• Work to be completed
Retype the entries in full, exactly.
-*-
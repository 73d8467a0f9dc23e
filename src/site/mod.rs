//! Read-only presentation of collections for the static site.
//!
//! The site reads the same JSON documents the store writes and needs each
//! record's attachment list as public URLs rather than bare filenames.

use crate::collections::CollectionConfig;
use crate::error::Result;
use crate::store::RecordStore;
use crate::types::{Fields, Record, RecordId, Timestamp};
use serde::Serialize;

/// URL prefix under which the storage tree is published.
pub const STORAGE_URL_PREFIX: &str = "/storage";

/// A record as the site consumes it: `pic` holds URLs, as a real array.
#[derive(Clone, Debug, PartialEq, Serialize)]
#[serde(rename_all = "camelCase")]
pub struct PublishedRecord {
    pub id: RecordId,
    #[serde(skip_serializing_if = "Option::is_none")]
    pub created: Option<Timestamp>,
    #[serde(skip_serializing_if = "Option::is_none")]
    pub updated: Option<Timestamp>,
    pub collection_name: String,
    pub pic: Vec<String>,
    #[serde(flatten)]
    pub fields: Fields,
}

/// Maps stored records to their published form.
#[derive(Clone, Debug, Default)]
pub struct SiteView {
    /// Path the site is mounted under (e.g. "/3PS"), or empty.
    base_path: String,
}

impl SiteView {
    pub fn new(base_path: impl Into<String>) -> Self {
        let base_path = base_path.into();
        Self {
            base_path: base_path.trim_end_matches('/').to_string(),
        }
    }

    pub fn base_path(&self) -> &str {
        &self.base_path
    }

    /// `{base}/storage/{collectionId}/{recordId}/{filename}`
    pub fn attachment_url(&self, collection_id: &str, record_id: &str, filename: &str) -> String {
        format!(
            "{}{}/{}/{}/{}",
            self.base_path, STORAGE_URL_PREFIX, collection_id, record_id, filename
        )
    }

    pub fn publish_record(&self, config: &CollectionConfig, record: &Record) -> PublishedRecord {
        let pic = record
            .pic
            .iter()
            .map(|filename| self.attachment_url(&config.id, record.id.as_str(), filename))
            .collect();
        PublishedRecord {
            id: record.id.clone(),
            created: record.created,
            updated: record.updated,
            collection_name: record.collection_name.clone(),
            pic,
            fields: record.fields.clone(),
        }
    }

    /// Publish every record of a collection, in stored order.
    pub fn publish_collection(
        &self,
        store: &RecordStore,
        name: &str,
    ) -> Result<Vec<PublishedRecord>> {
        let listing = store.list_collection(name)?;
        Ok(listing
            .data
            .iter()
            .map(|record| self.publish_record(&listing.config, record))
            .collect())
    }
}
-*-
• Result of the task
repository 73d8467a0f9dc23e
filename src/site/mod.rs
//! Read-only presentation of collections for the static site.
//!
//! The site reads the same JSON documents the store writes and needs each
//! record's attachment list as public URLs rather than bare filenames.

use crate::collections::CollectionConfig;
use crate::error::Result;
use crate::store::RecordStore;
use crate::types::{Fields, Record, RecordId, Timestamp};
use serde::Serialize;

/// URL prefix under which the storage tree is published.
pub const STORAGE_URL_PREFIX: &str = "/storage";

/// A record as the site consumes it: `pic` holds URLs, as a real array.
#[derive(Clone, Debug, PartialEq, Serialize)]
#[serde(rename_all = "camelCase")]
pub struct PublishedRecord {
    pub id: RecordId,
    #[serde(skip_serializing_if = "Option::is_none")]
    pub created: Option<Timestamp>,
    #[serde(skip_serializing_if = "Option::is_none")]
    pub updated: Option<Timestamp>,
    pub collection_name: String,
    pub pic: Vec<String>,
    #[serde(flatten)]
    pub fields: Fields,
}

/// Maps stored records to their published form.
#[derive(Clone, Debug, Default)]
pub struct SiteView {
    /// Path the site is mounted under (e.g. "/3PS"), or empty.
    base_path: String,
}

impl SiteView {
    pub fn new(base_path: impl Into<String>) -> Self {
        let base_path = base_path.into();
        Self {
            base_path: base_path.trim_end_matches('/').to_string(),
        }
    }

    pub fn base_path(&self) -> &str {
        &self.base_path
    }

    /// `{base}/storage/{collectionId}/{recordId}/{filename}`
    pub fn attachment_url(&self, collection_id: &str, record_id: &str, filename: &str) -> String {
        format!(
            "{}{}/{}/{}/{}",
            self.base_path, STORAGE_URL_PREFIX, collection_id, record_id, filename
        )
    }

    pub fn publish_record(&self, config: &CollectionConfig, record: &Record) -> PublishedRecord {
        let pic = record
            .pic
            .iter()
            .map(|filename| self.attachment_url(&config.id, record.id.as_str(), filename))
            .collect();
        PublishedRecord {
            id: record.id.clone(),
            created: record.created,
            updated: record.updated,
            collection_name: record.collection_name.clone(),
            pic,
            fields: record.fields.clone(),
        }
    }

    /// Publish every record of a collection, in stored order.
    pub fn publish_collection(
        &self,
        store: &RecordStore,
        name: &str,
    ) -> Result<Vec<PublishedRecord>> {
        let listing = store.list_collection(name)?;
        Ok(listing
            .data
            .iter()
            .map(|record| self.publish_record(&listing.config, record))
            .collect())
    }
}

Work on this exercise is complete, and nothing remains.